| First Author | Politi K | Year | 2004 |
| Journal | Oncogene | Volume | 23 |
| Issue | 8 | Pages | 1558-65 |
| PubMed ID | 14661057 | Mgi Jnum | J:87544 |
| Mgi Id | MGI:3027092 | Doi | 10.1038/sj.onc.1207275 |
| Citation | Politi K, et al. (2004) 'Designer' tumors in mice. Oncogene 23(8):1558-65 |
| abstractText | We have developed and tested successfully a general method based on Cre-mediated recombination that can be used for ubiquitous or tissue-specific expression of protein products, including tumor-inducing oncoproteins.
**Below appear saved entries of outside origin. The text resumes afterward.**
//! Serial command protocol.
//!
//! Every command is one byte, except the drive timeout which carries its code
//! in a second byte. Configuration codes are packed into the high ranges of
//! the byte space:
//!
//! | bytes | command |
//! |-------|---------|
//! | `0x80..=0xFF` | reboot timeout, low 7 bits |
//! | `0x40..=0x7F` | response timeout, low 6 bits |
//! | `0x38..=0x3F` | hard attempts, low 3 bits |
//! | `0x30..=0x37` | soft attempts, low 3 bits |
//! | `0x28..=0x2F` | drive attempts, low 3 bits |
//! | `0x1F, code` | drive timeout |
//! | `0x01..=0x14`, `0x18..=0x1E` | single-byte operations |
//!
//! Each command is answered with one code byte (see [`Ack::code`] and
//! [`Rejection::code`]); status requests append the value little endian.

use heapless::Vec;

use crate::codes::StatusWord;
use crate::indicator::IndicatorMode;
use crate::response::{Ack, Rejection};

/// Longest encoded command.
pub const MAX_COMMAND_LEN: usize = 2;
/// Longest encoded reply.
pub const MAX_REPLY_LEN: usize = 5;

const REBOOT_TIMEOUT_BASE: u8 = 0x80;
const RESPONSE_TIMEOUT_BASE: u8 = 0x40;
const HARD_ATTEMPTS_BASE: u8 = 0x38;
const SOFT_ATTEMPTS_BASE: u8 = 0x30;
const DRIVE_ATTEMPTS_BASE: u8 = 0x28;
const DRIVE_TIMEOUT_PREFIX: u8 = 0x1F;
const INDICATOR_MODE_BASE: u8 = 0x18;

const GET_STATUS: u8 = 0x04;
const DRIVE_STATUS: u8 = 0x14;

/// Operations reachable through the command decoder.
#[derive(Copy, Clone, Debug, Eq, PartialEq)]
#[cfg_attr(feature = "defmt", derive(defmt::Format))]
pub enum Command {
    Start,
    Stop,
    Ping,
    GetStatus,
    EnableHardReset,
    DisableHardReset,
    EnableEvents,
    DisableEvents,
    LinkActivity,
    UnlinkActivity,
    SetResponseTimeout(u8),
    SetRebootTimeout(u8),
    SetSoftAttempts(u8),
    SetHardAttempts(u8),
    SoftReset,
    PowerPulse,
    HardReset,
    SaveSettings,
    LoadSettings,
    DriveStart,
    DriveStop,
    DrivePause,
    DriveResume,
    DriveStatus,
    SetDriveTimeout(u8),
    SetDriveAttempts(u8),
    Indicator(IndicatorMode),
    IndicatorEnable,
    IndicatorDisable,
}

impl Command {
    /// Decodes a single-byte command. Returns `None` for the drive timeout
    /// prefix and for bytes outside the protocol.
    pub fn from_byte(byte: u8) -> Option<Self> {
        let command = match byte {
            REBOOT_TIMEOUT_BASE..=0xFF => Command::SetRebootTimeout(byte & 0x7F),
            RESPONSE_TIMEOUT_BASE..=0x7F => Command::SetResponseTimeout(byte & 0x3F),
            HARD_ATTEMPTS_BASE..=0x3F => Command::SetHardAttempts(byte & 0x07),
            SOFT_ATTEMPTS_BASE..=0x37 => Command::SetSoftAttempts(byte & 0x07),
            DRIVE_ATTEMPTS_BASE..=0x2F => Command::SetDriveAttempts(byte & 0x07),
            0x01 => Command::Start,
            0x02 => Command::Stop,
            0x03 => Command::Ping,
            GET_STATUS => Command::GetStatus,
            0x05 => Command::EnableHardReset,
            0x06 => Command::DisableHardReset,
            0x07 => Command::EnableEvents,
            0x08 => Command::DisableEvents,
            0x09 => Command::LinkActivity,
            0x0A => Command::UnlinkActivity,
            0x0B => Command::SoftReset,
            0x0C => Command::PowerPulse,
            0x0D => Command::HardReset,
            0x0E => Command::SaveSettings,
            0x0F => Command::LoadSettings,
            0x10 => Command::DriveStart,
            0x11 => Command::DriveStop,
            0x12 => Command::DrivePause,
            0x13 => Command::DriveResume,
            DRIVE_STATUS => Command::DriveStatus,
            INDICATOR_MODE_BASE..=0x1C => {
                Command::Indicator(IndicatorMode::from_index(usize::from(byte - INDICATOR_MODE_BASE))?)
            }
            0x1D => Command::IndicatorEnable,
            0x1E => Command::IndicatorDisable,
            _ => return None,
        };
        Some(command)
    }

    /// Encodes the command as it travels on the wire.
    pub fn encode(self) -> Vec<u8, MAX_COMMAND_LEN> {
        let mut bytes = Vec::new();
        let first = match self {
            Command::SetRebootTimeout(code) => REBOOT_TIMEOUT_BASE | (code & 0x7F),
            Command::SetResponseTimeout(code) => RESPONSE_TIMEOUT_BASE | (code & 0x3F),
            Command::SetHardAttempts(code) => HARD_ATTEMPTS_BASE | (code & 0x07),
            Command::SetSoftAttempts(code) => SOFT_ATTEMPTS_BASE | (code & 0x07),
            Command::SetDriveAttempts(code) => DRIVE_ATTEMPTS_BASE | (code & 0x07),
            Command::SetDriveTimeout(code) => {
                bytes.extend_from_slice(&[DRIVE_TIMEOUT_PREFIX, code]).ok();
                return bytes;
            }
            Command::Start => 0x01,
            Command::Stop => 0x02,
            Command::Ping => 0x03,
            Command::GetStatus => GET_STATUS,
            Command::EnableHardReset => 0x05,
            Command::DisableHardReset => 0x06,
            Command::EnableEvents => 0x07,
            Command::DisableEvents => 0x08,
            Command::LinkActivity => 0x09,
            Command::UnlinkActivity => 0x0A,
            Command::SoftReset => 0x0B,
            Command::PowerPulse => 0x0C,
            Command::HardReset => 0x0D,
            Command::SaveSettings => 0x0E,
            Command::LoadSettings => 0x0F,
            Command::DriveStart => 0x10,
            Command::DriveStop => 0x11,
            Command::DrivePause => 0x12,
            Command::DriveResume => 0x13,
            Command::DriveStatus => DRIVE_STATUS,
            Command::Indicator(mode) => INDICATOR_MODE_BASE + mode.as_index() as u8,
            Command::IndicatorEnable => 0x1D,
            Command::IndicatorDisable => 0x1E,
        };
        bytes.push(first).ok();
        bytes
    }
}

/// Streaming decoder fed one received byte at a time.
#[derive(Clone, Debug, Default)]
pub struct CommandDecoder {
    awaiting_drive_timeout: bool,
}

impl CommandDecoder {
    pub const fn new() -> Self {
        Self {
            awaiting_drive_timeout: false,
        }
    }

    /// Returns `true` while a two-byte command is half received.
    pub const fn is_pending(&self) -> bool {
        self.awaiting_drive_timeout
    }

    /// Feeds one byte. Returns `None` while a command is incomplete.
    pub fn push(&mut self, byte: u8) -> Option<Result<Command, Rejection>> {
        if self.awaiting_drive_timeout {
            self.awaiting_drive_timeout = false;
            return Some(Ok(Command::SetDriveTimeout(byte)));
        }

        if byte == DRIVE_TIMEOUT_PREFIX {
            self.awaiting_drive_timeout = true;
            return None;
        }

        Some(Command::from_byte(byte).ok_or(Rejection::UnknownCommand))
    }

    /// Drops a half-received command.
    pub fn reset(&mut self) {
        self.awaiting_drive_timeout = false;
    }
}

/// Successful command output.
#[derive(Copy, Clone, Debug, Eq, PartialEq)]
#[cfg_attr(feature = "defmt", derive(defmt::Format))]
pub enum Reply {
    Ack(Ack),
    Status(StatusWord),
    DriveStatus(u16),
}

/// Encodes a command outcome as it is written back to the host.
pub fn encode_reply(result: &Result<Reply, Rejection>) -> Vec<u8, MAX_REPLY_LEN> {
    let mut bytes = Vec::new();
    // Capacity covers the longest reply; pushes cannot fail.
    match result {
        Ok(Reply::Ack(ack)) => {
            bytes.push(ack.code()).ok();
        }
        Ok(Reply::Status(status)) => {
            bytes.push(GET_STATUS).ok();
            bytes.extend_from_slice(&status.to_le_bytes()).ok();
        }
        Ok(Reply::DriveStatus(status)) => {
            bytes.push(DRIVE_STATUS).ok();
            bytes.extend_from_slice(&status.to_le_bytes()).ok();
        }
        Err(rejection) => {
            bytes.push(rejection.code()).ok();
        }
    }
    bytes
}

#[cfg(test)]
mod tests {
    use super::*;

    #[test]
    fn every_byte_decodes_or_is_unknown() {
        let mut decoder = CommandDecoder::new();
        for byte in 0..=u8::MAX {
            if byte == DRIVE_TIMEOUT_PREFIX {
                continue;
            }
            let decoded = decoder.push(byte).expect("single byte command");
            if let Ok(command) = decoded {
                assert_eq!(command.encode().as_slice(), &[byte]);
            }
        }
    }

    #[test]
    fn code_ranges_extract_low_bits() {
        assert_eq!(Command::from_byte(0x80), Some(Command::SetRebootTimeout(0)));
        assert_eq!(Command::from_byte(0x9C), Some(Command::SetRebootTimeout(28)));
        assert_eq!(Command::from_byte(0x51), Some(Command::SetResponseTimeout(17)));
        assert_eq!(Command::from_byte(0x3A), Some(Command::SetHardAttempts(2)));
        assert_eq!(Command::from_byte(0x32), Some(Command::SetSoftAttempts(2)));
        assert_eq!(Command::from_byte(0x2F), Some(Command::SetDriveAttempts(7)));
    }

    #[test]
    fn unassigned_bytes_are_unknown() {
        let mut decoder = CommandDecoder::new();
        for byte in [0x00, 0x15, 0x16, 0x17, 0x20, 0x27] {
            assert_eq!(decoder.push(byte), Some(Err(Rejection::UnknownCommand)));
        }
    }

    #[test]
    fn drive_timeout_takes_two_bytes() {
        let mut decoder = CommandDecoder::new();
        assert_eq!(decoder.push(DRIVE_TIMEOUT_PREFIX), None);
        assert!(decoder.is_pending());
        assert_eq!(decoder.push(0x0B), Some(Ok(Command::SetDriveTimeout(0x0B))));
        assert!(!decoder.is_pending());
        assert_eq!(decoder.push(0x01), Some(Ok(Command::Start)));
    }

    #[test]
    fn status_reply_appends_little_endian_word() {
        let reply = encode_reply(&Ok(Reply::Status(StatusWord::from_raw(0x0048_441C))));
        assert_eq!(reply.as_slice(), &[0x04, 0x1C, 0x44, 0x48, 0x00]);

        let reply = encode_reply(&Ok(Reply::DriveStatus(0x020B)));
        assert_eq!(reply.as_slice(), &[0x14, 0x0B, 0x02]);

        let reply = encode_reply(&Err(Rejection::Busy));
        assert_eq!(reply.as_slice(), &[0xE0]);
    }
}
Depending on the specificity of a chosen promoter driving cre expression, tumors develop by design in bitransgenic mouse progeny derived by crossing Cre-producing mice with partners carrying a dormant oncogenic transgene (targeted into the 3' noncoding region of the cytoplasmic beta-actin locus) that becomes functional after excision of a 'floxed' DNA segment. To provide proof-of-principle, we have used as models transgenes encoding the polyomavirus middle T antigen (PVMT) and the T antigens of the SV40 early region (SVER). Cre-dependent activation of widespread SVER expression resulted in hyperplasias or invasive tumors affecting particular visceral smooth muscles, whereas Cre-dependent, mammary gland-specific expression of PVMT-induced adenocarcinomas, according to plan. Unexpectedly, we also encountered spontaneous (Cre-independent) oncogene expression occurring as a rare event, which simulates the initiation of sporadic tumors and leads to PVMT-induced hemangiomas and mammary carcinomas or SVER-induced disseminated sarcomas, thus, revealing particular tissue susceptibilities to the actions of these oncoproteins. |